Beer Review 0008: Miller High Life

It is with great hesitation that I review this American adjunct lager, because, well… this beer will not be anywhere near the quality of other beers you will see me review.

However, because of the intense pride and loyalty I feel towards the High Life, it must be done.

Miller Brewing Company was founded in 1855 by Frederick Miller and the company started making High Life in 1903, making this beer Miller’s oldest brand. It’s a pilsner with 4.7% alcohol by volume (ABV) and carries the classic marketing slogan “The Champagne of Beers.” The bottle itself is ubiquitously distinctive and every self-respecting beer drinker should recognize the girl in the moon logo with no effort.

This was one of the very first beers I ever tried. It’s a great drink for a budding beer connoisseur; easy to drink, refreshing, crisp and clean. It’s easy on the wallet with twelve packs found most everywhere for under eight dollars. And if you’re an American like me, the High Life should make you swell with pride if you feel any love for your country. This is an olde beer, my friends — it’s unpretentious, simple and causes you to make friends with your enemies.

While it might not be the most complex drink or the best looking liquid out there, I can think of no other beer that I’d want just after mowing the lawn or running a marathon (if I ran them). It’s because of this esteemed status that the Champagne of Beers gets special clemency on this website, and that’s why if High Life isn’t in your drinking rotation, it should be.

I’ve probably drank thousands of bottles of Miller High Life. I could do this review nearly by heart, but that’s not the task I’m charged with. On January 17, I reached for a bottle of my go-to and put it through its paces.

I normally don’t pour this beer into a glass, so naturally this is where the most surprising part of the review comes. The pour produced a large, awe-inspiring head that wasn’t quick to go away. Frothy and rocky in nature, this baby hung around for a bit, which surprised the hell out of me. The color was a pale straw yellow, very clear and clean looking. All hail the lacing: the High Life has got it, all the way down the glass, thick, foamy goodness. The little beer that could is quite a looker!

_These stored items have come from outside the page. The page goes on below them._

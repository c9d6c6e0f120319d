//! Waitlist queue management.
//!
//! Entries move through a small state machine:
//!
//! ```text
//! pending ──notify──▶ notified ──confirm──▶ confirmed
//!    ▲                   │
//!    └──window lapses────┘
//! pending | notified ──cancel──▶ cancelled
//! pending | notified ──expire──▶ expired
//! ```
//!
//! Pending entries are ordered by priority tier (special occasion, then
//! large party, then standard) and within a tier by the time they joined the
//! queue. An entry whose confirmation window lapses rejoins at the back of
//! its tier.

pub mod config;
pub mod errors;
pub mod manager;
pub mod models;
pub mod sweeper;
pub mod turnover;

pub use config::{DEFAULT_SPECIAL_OCCASIONS, WaitlistConfig};
pub use errors::{WaitlistError, WaitlistResult};
pub use manager::WaitlistManager;
pub use models::{
    ContactInfo, Opening, PriorityTier, QueuePosition, SearchCriteria, SweepReport,
    WaitlistEntry, WaitlistId, WaitlistRequest, WaitlistStatus, normalize_phone,
};
pub use sweeper::{ExpirySweep, spawn_sweeper};
pub use turnover::TurnoverTracker;
//! Scoring output models.

use crate::table::Table;
use serde::{Deserialize, Serialize};

/// Relative weight of each scoring component. The four weights sum to 1.0.
#[derive(Debug, Clone, Copy, PartialEq, Serialize, Deserialize)]
pub struct ScoringWeights {
    pub capacity_fit: f64,
    pub location: f64,
    pub occasion: f64,
    pub size_efficiency: f64,
}

impl Default for ScoringWeights {
    fn default() -> Self {
        Self {
            capacity_fit: 0.40,
            location: 0.30,
            occasion: 0.20,
            size_efficiency: 0.10,
        }
    }
}

/// Per-component scores, each in [0, 100]
#[derive(Debug, Clone, Copy, PartialEq, Serialize, Deserialize)]
#[serde(rename_all = "camelCase")]
pub struct ScoreBreakdown {
    pub capacity_fit: f64,
    pub location: f64,
    pub occasion: f64,
    pub size_efficiency: f64,
}

impl ScoreBreakdown {
    /// Weighted total in [0, 100], rounded to two decimals
    pub fn total(&self, weights: &ScoringWeights) -> f64 {
        let raw = self.capacity_fit * weights.capacity_fit
            + self.location * weights.location
            + self.occasion * weights.occasion
            + self.size_efficiency * weights.size_efficiency;
        (raw.clamp(0.0, 100.0) * 100.0).round() / 100.0
    }
}

/// A ranked candidate table
#[derive(Debug, Clone, PartialEq, Serialize, Deserialize)]
#[serde(rename_all = "camelCase")]
pub struct TableAssignmentResult {
    pub table: Table,
    /// Weighted score in [0, 100]
    pub score: f64,
    pub breakdown: ScoreBreakdown,
    /// Human-readable justifications, for display only
    pub reasons: Vec<String>,
}

#[cfg(test)]
mod tests {
    use super::*;

    #[test]
    fn test_default_weights_sum_to_one() {
        let w = ScoringWeights::default();
        let sum = w.capacity_fit + w.location + w.occasion + w.size_efficiency;
        assert!((sum - 1.0).abs() < 1e-9);
    }

    #[test]
    fn test_total_is_weighted_and_rounded() {
        let breakdown = ScoreBreakdown {
            capacity_fit: 100.0,
            location: 50.0,
            occasion: 50.0,
            size_efficiency: 100.0 / 3.0,
        };
        // 40 + 15 + 10 + 3.333...
        assert_eq!(breakdown.total(&ScoringWeights::default()), 68.33);
    }

    #[test]
    fn test_total_perfect_score() {
        let breakdown = ScoreBreakdown {
            capacity_fit: 100.0,
            location: 100.0,
            occasion: 100.0,
            size_efficiency: 100.0,
        };
        assert_eq!(breakdown.total(&ScoringWeights::default()), 100.0);
    }
}
//! Local availability cache with last-write-wins semantics.

use super::messages::{AvailabilitySnapshot, AvailabilityUpdate, TableStatusUpdate};
use crate::table::{TableId, TableStatus, TimeSlot};
use chrono::{DateTime, NaiveDate, Utc};
use serde::Serialize;
use std::collections::{BTreeMap, HashMap};
use std::sync::Arc;
use tokio::sync::{RwLock, RwLockReadGuard, RwLockWriteGuard};

#[derive(Debug, Clone, Copy, PartialEq, Eq)]
struct Stamped {
    status: TableStatus,
    timestamp: DateTime<Utc>,
}

/// Per-table statuses for one date and slot
#[derive(Debug, Clone, PartialEq, Eq, Serialize)]
#[serde(rename_all = "camelCase")]
pub struct SlotSummary {
    pub date: NaiveDate,
    pub time_slot: TimeSlot,
    pub statuses: BTreeMap<TableId, TableStatus>,
}

impl SlotSummary {
    /// Tables reported available, in ID order
    pub fn available_tables(&self) -> Vec<TableId> {
        self.statuses
            .iter()
            .filter(|(_, status)| status.is_available())
            .map(|(id, _)| *id)
            .collect()
    }
}

/// Cached view of slot and table status.
///
/// An update is applied only if it is at least as new as what is stored for
/// the same key. Older updates are dropped.
#[derive(Debug, Default)]
pub struct AvailabilityCache {
    slots: HashMap<(NaiveDate, TimeSlot), BTreeMap<TableId, Stamped>>,
    tables: HashMap<TableId, TableStatusUpdate>,
}

impl AvailabilityCache {
    pub fn new() -> Self {
        Self::default()
    }

    /// Apply a slot-level update. Returns false if it was stale.
    pub fn apply_availability(&mut self, update: &AvailabilityUpdate) -> bool {
        let slot = self
            .slots
            .entry((update.date, update.time_slot))
            .or_default();

        if let Some(current) = slot.get(&update.table_id)
            && current.timestamp > update.timestamp
        {
            return false;
        }

        slot.insert(
            update.table_id,
            Stamped {
                status: update.status,
                timestamp: update.timestamp,
            },
        );
        true
    }

    /// Apply a table-level update. Returns false if it was stale.
    pub fn apply_table_status(&mut self, update: &TableStatusUpdate) -> bool {
        if let Some(current) = self.tables.get(&update.table_id)
            && current.timestamp > update.timestamp
        {
            return false;
        }

        self.tables.insert(update.table_id, update.clone());
        true
    }

    pub fn slot_status(&self, date: NaiveDate, slot: TimeSlot, table: TableId) -> Option<TableStatus> {
        self.slots
            .get(&(date, slot))
            .and_then(|tables| tables.get(&table))
            .map(|s| s.status)
    }

    pub fn table_status(&self, table: TableId) -> Option<TableStatusUpdate> {
        self.tables.get(&table).cloned()
    }

    pub fn slot_summary(&self, date: NaiveDate, slot: TimeSlot) -> SlotSummary {
        let statuses = self
            .slots
            .get(&(date, slot))
            .map(|tables| tables.iter().map(|(id, s)| (*id, s.status)).collect())
            .unwrap_or_default();

        SlotSummary {
            date,
            time_slot: slot,
            statuses,
        }
    }

    /// Every cached update for a date, optionally narrowed to one slot,
    /// plus all table-level statuses. Slots and tables come out in order.
    pub fn snapshot(&self, date: NaiveDate, time_slot: Option<TimeSlot>) -> AvailabilitySnapshot {
        let mut keys: Vec<&(NaiveDate, TimeSlot)> = self
            .slots
            .keys()
            .filter(|(d, s)| *d == date && time_slot.is_none_or(|wanted| wanted == *s))
            .collect();
        keys.sort_unstable();

        let mut slots = Vec::new();
        for key in keys {
            if let Some(tables) = self.slots.get(key) {
                slots.extend(tables.iter().map(|(id, stamped)| AvailabilityUpdate {
                    date: key.0,
                    time_slot: key.1,
                    table_id: *id,
                    status: stamped.status,
                    timestamp: stamped.timestamp,
                }));
            }
        }

        let mut tables: Vec<TableStatusUpdate> = self.tables.values().cloned().collect();
        tables.sort_by_key(|t| t.table_id);

        AvailabilitySnapshot {
            date,
            time_slot,
            slots,
            tables,
            timestamp: Utc::now(),
        }
    }

    /// Drop every slot cached for a date
    pub fn forget_date(&mut self, date: NaiveDate) {
        self.slots.retain(|(d, _), _| *d != date);
    }

    /// Dates with at least one cached slot
    pub fn cached_dates(&self) -> Vec<NaiveDate> {
        let mut dates: Vec<NaiveDate> = self.slots.keys().map(|(d, _)| *d).collect();
        dates.sort_unstable();
        dates.dedup();
        dates
    }
}

/// Cache shared between one writer and any number of readers
#[derive(Debug, Clone, Default)]
pub struct SharedCache(Arc<RwLock<AvailabilityCache>>);

impl SharedCache {
    pub fn new() -> Self {
        Self::default()
    }

    pub async fn read(&self) -> RwLockReadGuard<'_, AvailabilityCache> {
        self.0.read().await
    }

    pub async fn write(&self) -> RwLockWriteGuard<'_, AvailabilityCache> {
        self.0.write().await
    }

    pub async fn slot_status(&self, date: NaiveDate, slot: TimeSlot, table: TableId) -> Option<TableStatus> {
        self.read().await.slot_status(date, slot, table)
    }

    pub async fn table_status(&self, table: TableId) -> Option<TableStatusUpdate> {
        self.read().await.table_status(table)
    }

    pub async fn slot_summary(&self, date: NaiveDate, slot: TimeSlot) -> SlotSummary {
        self.read().await.slot_summary(date, slot)
    }

    pub async fn snapshot(&self, date: NaiveDate, time_slot: Option<TimeSlot>) -> AvailabilitySnapshot {
        self.read().await.snapshot(date, time_slot)
    }
}
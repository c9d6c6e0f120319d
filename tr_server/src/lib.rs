//! Reservation availability and waitlist server.
//!
//! Exposes the waitlist and table inventory over REST, pushes live
//! availability to WebSocket subscribers, and runs the coordinator that
//! offers freed tables to waitlisted parties.

pub mod api;
pub mod config;
pub mod logging;
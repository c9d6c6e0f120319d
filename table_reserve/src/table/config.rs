//! Daily seating grid configuration.

use chrono::{NaiveTime, Timelike};
use serde::{Deserialize, Serialize};

/// A bookable time slot on the daily grid, serialized as `"HH:MM"`
#[derive(Debug, Clone, Copy, PartialEq, Eq, Hash, PartialOrd, Ord)]
pub struct TimeSlot(NaiveTime);

impl TimeSlot {
    /// Create a slot from hour and minute
    pub fn from_hm(hour: u32, minute: u32) -> Option<Self> {
        NaiveTime::from_hms_opt(hour, minute, 0).map(Self)
    }

    /// Wall-clock start of the slot
    pub fn time(&self) -> NaiveTime {
        self.0
    }

    /// Minutes since midnight
    pub fn minutes_from_midnight(&self) -> u32 {
        self.0.hour() * 60 + self.0.minute()
    }
}

impl From<NaiveTime> for TimeSlot {
    fn from(time: NaiveTime) -> Self {
        // Slots are minute-granular
        Self(time.with_second(0).and_then(|t| t.with_nanosecond(0)).unwrap_or(time))
    }
}

impl std::fmt::Display for TimeSlot {
    fn fmt(&self, f: &mut std::fmt::Formatter<'_>) -> std::fmt::Result {
        write!(f, "{}", self.0.format("%H:%M"))
    }
}

impl std::str::FromStr for TimeSlot {
    type Err = String;

    fn from_str(s: &str) -> Result<Self, Self::Err> {
        NaiveTime::parse_from_str(s, "%H:%M")
            .map(Self)
            .map_err(|e| format!("Invalid time slot '{}': {}", s, e))
    }
}

impl Serialize for TimeSlot {
    fn serialize<S: serde::Serializer>(&self, serializer: S) -> Result<S::Ok, S::Error> {
        serializer.collect_str(self)
    }
}

impl<'de> Deserialize<'de> for TimeSlot {
    fn deserialize<D: serde::Deserializer<'de>>(deserializer: D) -> Result<Self, D::Error> {
        let raw = String::deserialize(deserializer)?;
        raw.parse().map_err(serde::de::Error::custom)
    }
}

/// Fixed daily grid of seatings
#[derive(Debug, Clone, PartialEq, Eq, Serialize, Deserialize)]
pub struct SlotGrid {
    /// First seating of the day
    pub first_seating: TimeSlot,
    /// Last seating of the day (inclusive)
    pub last_seating: TimeSlot,
    /// Minutes between seatings
    pub interval_minutes: u32,
}

impl Default for SlotGrid {
    fn default() -> Self {
        Self {
            first_seating: TimeSlot(NaiveTime::from_hms_opt(17, 0, 0).unwrap_or_default()),
            last_seating: TimeSlot(NaiveTime::from_hms_opt(22, 0, 0).unwrap_or_default()),
            interval_minutes: 30,
        }
    }
}

impl SlotGrid {
    /// Load the grid from environment variables
    ///
    /// - `SLOT_FIRST`: first seating as HH:MM (default: 17:00)
    /// - `SLOT_LAST`: last seating as HH:MM (default: 22:00)
    /// - `SLOT_INTERVAL_MINUTES`: spacing (default: 30)
    pub fn from_env() -> Self {
        let defaults = Self::default();
        Self {
            first_seating: std::env::var("SLOT_FIRST")
                .ok()
                .and_then(|v| v.parse().ok())
                .unwrap_or(defaults.first_seating),
            last_seating: std::env::var("SLOT_LAST")
                .ok()
                .and_then(|v| v.parse().ok())
                .unwrap_or(defaults.last_seating),
            interval_minutes: std::env::var("SLOT_INTERVAL_MINUTES")
                .ok()
                .and_then(|v| v.parse().ok())
                .unwrap_or(defaults.interval_minutes),
        }
    }

    /// Validate configuration
    pub fn validate(&self) -> Result<(), String> {
        if self.interval_minutes == 0 || self.interval_minutes > 24 * 60 {
            return Err("Slot interval must be between 1 and 1440 minutes".to_string());
        }

        if self.last_seating < self.first_seating {
            return Err("Last seating must not be before first seating".to_string());
        }

        Ok(())
    }

    /// All slots of the day in ascending order
    pub fn slots(&self) -> Vec<TimeSlot> {
        if self.interval_minutes == 0 {
            return vec![self.first_seating];
        }

        let first = self.first_seating.minutes_from_midnight();
        let last = self.last_seating.minutes_from_midnight();

        (first..=last)
            .step_by(self.interval_minutes as usize)
            .filter_map(|m| TimeSlot::from_hm(m / 60, m % 60))
            .collect()
    }

    /// Whether a slot lies on the grid
    pub fn contains(&self, slot: TimeSlot) -> bool {
        let minutes = slot.minutes_from_midnight();
        let first = self.first_seating.minutes_from_midnight();
        let last = self.last_seating.minutes_from_midnight();

        if minutes < first || minutes > last {
            return false;
        }

        self.interval_minutes == 0 || (minutes - first) % self.interval_minutes == 0
    }
}

#[cfg(test)]
mod tests {
    use super::*;

    #[test]
    fn test_time_slot_parse_and_display() {
        let slot: TimeSlot = "19:30".parse().unwrap();
        assert_eq!(slot.to_string(), "19:30");
        assert_eq!(slot.minutes_from_midnight(), 19 * 60 + 30);
        assert!("7pm".parse::<TimeSlot>().is_err());
    }

    #[test]
    fn test_time_slot_serde_as_string() {
        let slot = TimeSlot::from_hm(18, 0).unwrap();
        let json = serde_json::to_string(&slot).unwrap();
        assert_eq!(json, "\"18:00\"");

        let back: TimeSlot = serde_json::from_str(&json).unwrap();
        assert_eq!(back, slot);
    }

    #[test]
    fn test_default_grid_slots() {
        let grid = SlotGrid::default();
        let slots = grid.slots();
        assert_eq!(slots.len(), 11);
        assert_eq!(slots[0].to_string(), "17:00");
        assert_eq!(slots[10].to_string(), "22:00");
        assert!(grid.validate().is_ok());
    }

    #[test]
    fn test_grid_contains() {
        let grid = SlotGrid::default();
        assert!(grid.contains(TimeSlot::from_hm(17, 30).unwrap()));
        assert!(grid.contains(TimeSlot::from_hm(22, 0).unwrap()));
        assert!(!grid.contains(TimeSlot::from_hm(17, 15).unwrap()));
        assert!(!grid.contains(TimeSlot::from_hm(12, 0).unwrap()));
        assert!(!grid.contains(TimeSlot::from_hm(22, 30).unwrap()));
    }

    #[test]
    fn test_grid_validation() {
        let grid = SlotGrid {
            interval_minutes: 0,
            ..SlotGrid::default()
        };
        assert!(grid.validate().is_err());

        let grid = SlotGrid {
            first_seating: TimeSlot::from_hm(22, 0).unwrap(),
            last_seating: TimeSlot::from_hm(17, 0).unwrap(),
            interval_minutes: 30,
        };
        assert!(grid.validate().is_err());
    }
}
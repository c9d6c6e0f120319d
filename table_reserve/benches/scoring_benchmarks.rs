use chrono::NaiveDate;
use criterion::{BenchmarkId, Criterion, criterion_group, criterion_main};
use std::hint::black_box;
use table_reserve::{
    LocationZone, ReservationRequest, SeatingPreference, Table, TimeSlot,
    scoring::{self, TableScorer},
};

/// Build a floor of `n` tables cycling through zones and sizes
fn floor(n: u32) -> Vec<Table> {
    let zones = [
        LocationZone::Indoor,
        LocationZone::Outdoor,
        LocationZone::Bar,
        LocationZone::Private,
    ];
    let features = ["quiet", "window-view", "spacious", "business-friendly"];

    (1..=n)
        .map(|i| {
            Table::new(i64::from(i), i, 2 + (i % 5) * 2, zones[(i % 4) as usize])
                .with_features([features[(i % 4) as usize]])
        })
        .collect()
}

fn request() -> ReservationRequest {
    ReservationRequest::new(
        4,
        NaiveDate::from_ymd_opt(2030, 6, 1).unwrap(),
        TimeSlot::from_hm(19, 0).unwrap(),
    )
    .with_preference(SeatingPreference::Outdoor)
    .with_occasion("anniversary dinner")
}

/// Benchmark ranking a whole floor
fn bench_rank(c: &mut Criterion) {
    let mut group = c.benchmark_group("rank_tables");
    let request = request();

    for size in [10u32, 50, 200] {
        let tables = floor(size);
        group.bench_with_input(BenchmarkId::from_parameter(size), &tables, |b, tables| {
            b.iter(|| scoring::rank(black_box(tables), black_box(&request)));
        });
    }

    group.finish();
}

/// Benchmark picking only the best table
fn bench_best(c: &mut Criterion) {
    let tables = floor(50);
    let request = request();
    let scorer = TableScorer::default();

    c.bench_function("best_table_50", |b| {
        b.iter(|| scorer.best(black_box(&tables), black_box(&request)));
    });
}

/// Benchmark scoring one table, occasion matching included
fn bench_score_single(c: &mut Criterion) {
    let table = Table::new(1, 1, 4, LocationZone::Outdoor).with_features(["romantic", "window-view"]);
    let request = request();
    let scorer = TableScorer::default();

    c.bench_function("score_single_table", |b| {
        b.iter(|| scorer.score(black_box(&table), black_box(&request)));
    });
}

criterion_group!(benches, bench_rank, bench_best, bench_score_single);
criterion_main!(benches);
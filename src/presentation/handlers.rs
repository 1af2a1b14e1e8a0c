// HTTP request handlers
use crate::application::alarm_service::AlarmError;
use crate::application::session::SessionEvent;
use crate::domain::connection::DeviceCommand;
use crate::infrastructure::svg::{frame_to_svg, svg_response};
use crate::presentation::app_state::AppState;
use axum::{
    extract::{Path, State},
    http::StatusCode,
    response::{IntoResponse, Response},
    Json,
};
use serde::Deserialize;
use std::sync::Arc;

#[derive(Deserialize)]
pub struct VisibilityBody {
    pub visible: bool,
}

#[derive(Deserialize)]
pub struct ResizeBody {
    pub width: u32,
}

#[derive(Deserialize)]
pub struct AlarmBody {
    pub time: String,
    pub sunrise: u32,
}

#[derive(Deserialize)]
pub struct EnabledBody {
    pub enabled: bool,
}

fn error_response(status: StatusCode, message: impl Into<String>) -> Response {
    (status, Json(serde_json::json!({ "error": message.into() }))).into_response()
}

fn dispatch(state: &AppState, event: SessionEvent) -> Response {
    match state.events.send(event) {
        Ok(()) => StatusCode::ACCEPTED.into_response(),
        Err(_) => error_response(StatusCode::SERVICE_UNAVAILABLE, "dashboard session has stopped"),
    }
}

fn alarm_error_response(err: AlarmError) -> Response {
    match err {
        AlarmError::Invalid(e) => error_response(StatusCode::UNPROCESSABLE_ENTITY, e.to_string()),
        AlarmError::Device(e) => {
            tracing::error!(error = %e, "Device configuration request failed");
            error_response(StatusCode::BAD_GATEWAY, e.to_string())
        }
    }
}

/// Health check endpoint
pub async fn health_check() -> &'static str {
    "ok"
}

/// Connection status, latest values and update rate
pub async fn get_status(State(state): State<Arc<AppState>>) -> impl IntoResponse {
    let view = state.view.borrow().clone();
    Json(view)
}

/// Current chart as SVG
pub async fn get_chart(State(state): State<Arc<AppState>>) -> impl IntoResponse {
    let rendered = frame_to_svg(&state.view.borrow().chart);
    match rendered {
        Ok(svg) => match svg_response(svg) {
            Ok(response) => response,
            Err(status) => status.into_response(),
        },
        Err(e) => {
            tracing::error!(error = %e, "Chart render failed");
            StatusCode::INTERNAL_SERVER_ERROR.into_response()
        }
    }
}

/// Show or hide one channel
pub async fn set_visibility(
    Path(key): Path<String>,
    State(state): State<Arc<AppState>>,
    Json(body): Json<VisibilityBody>,
) -> Response {
    let known = state.view.borrow().channels.iter().any(|c| c.key == key);
    if !known {
        return error_response(StatusCode::NOT_FOUND, format!("unknown channel {}", key));
    }
    dispatch(
        &state,
        SessionEvent::SetVisibility {
            channel: key,
            visible: body.visible,
        },
    )
}

/// Container resize
pub async fn resize_chart(State(state): State<Arc<AppState>>, Json(body): Json<ResizeBody>) -> Response {
    if body.width == 0 {
        return error_response(StatusCode::UNPROCESSABLE_ENTITY, "width must be positive");
    }
    dispatch(&state, SessionEvent::Resize { width: body.width })
}

/// Drop every stored sample; the chart falls back to the placeholder
pub async fn clear_history(State(state): State<Arc<AppState>>) -> Response {
    dispatch(&state, SessionEvent::ClearHistory)
}

/// Outbound device command (`registerClient`, `closeConnection`)
pub async fn send_command(Path(action): Path<String>, State(state): State<Arc<AppState>>) -> Response {
    match DeviceCommand::from_action(&action) {
        Some(command) => dispatch(&state, SessionEvent::Command(command)),
        None => error_response(StatusCode::NOT_FOUND, format!("unknown command {}", action)),
    }
}

pub async fn get_alarm(State(state): State<Arc<AppState>>) -> Response {
    match state.alarm_service.get_alarm().await {
        Ok(alarm) => Json(alarm).into_response(),
        Err(e) => alarm_error_response(e),
    }
}

pub async fn put_alarm(State(state): State<Arc<AppState>>, Json(body): Json<AlarmBody>) -> Response {
    match state.alarm_service.set_alarm(&body.time, body.sunrise).await {
        Ok(time) => Json(serde_json::json!({
            "hours": time.hours,
            "minutes": time.minutes,
            "sunrise": body.sunrise,
        }))
        .into_response(),
        Err(e) => alarm_error_response(e),
    }
}

pub async fn put_alarm_enabled(
    State(state): State<Arc<AppState>>,
    Json(body): Json<EnabledBody>,
) -> Response {
    match state.alarm_service.set_enabled(body.enabled).await {
        Ok(()) => StatusCode::NO_CONTENT.into_response(),
        Err(e) => alarm_error_response(e),
    }
}
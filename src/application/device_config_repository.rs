// Repository trait for device configuration access
use crate::domain::alarm::AlarmConfig;
use async_trait::async_trait;
use thiserror::Error;

#[derive(Debug, Error)]
pub enum DeviceConfigError {
    #[error("device request failed: {0}")]
    Request(String),
    #[error("device answered {status}: {body}")]
    Status { status: u16, body: String },
    #[error("unexpected device response: {0}")]
    Response(String),
}

#[async_trait]
pub trait DeviceConfigRepository: Send + Sync {
    /// Read the current alarm settings
    async fn get_alarm(&self) -> Result<AlarmConfig, DeviceConfigError>;

    /// Write alarm time and sunrise ramp length
    async fn put_alarm(&self, hours: u32, minutes: u32, sunrise: u32) -> Result<(), DeviceConfigError>;

    async fn put_enabled(&self, enabled: bool) -> Result<(), DeviceConfigError>;
}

Aromatically, different story. Line up for that light corn husky-ness. Yeah, that’s what I thought, you’re not lining up. That’s all that’s there — in fact, my beer review sheet looks blank and I actually noted “really, that’s all.” The corniness is faint, to give it some credit, and it’s actually a very clean smell.

Ready for the cornucopia of flavors? Well, guess again. All that’s here is some solid grain, with a hint of that corn aroma. There’s a slight sweetness on the very short finish, but not much. The carbonation is high, very lively; after all, this is the “champagne of beers.” Sometimes I swear I taste a citrus flavor in High Life, but this particular sample didn’t have any. It was actually a tad steely.

Look. This beer is incredibly mass produced. But for a mass produced beer, this is a very good drink. It’s easy, it’s refreshing and it goes great with just about anything you are eating with it. I swear, the High Life has supernatural qualities, too — this liquid is the best problem solver I’ve encountered. President Obama should have served this at his “beer summit” a couple years ago. Need some father/son bonding time? Here’s your beverage.

The High Life was a surprise on the appearance scale, scoring a solid 13 points. But the bottom fell out on the aromatics, scoring a scant 5 points. Flavor and palate come in at 25, with me giving this an overall experience score of 31, recognizing the unique qualities this beverage carries.

If you’ve never had a High Life, I implore… nay, beg… you to go get one. Like I said on my beer review sheet, “Technically not the best … but technically, who cares.”

Miller High Life, 74 points. Price: $7.49 US for twelve pack.

If you find yourself into the High Life, be sure to check out the 7 oz. pony bottles — yep, they still make them, and they’re available at select locations. Lowes Foods tends to stock them around my parts.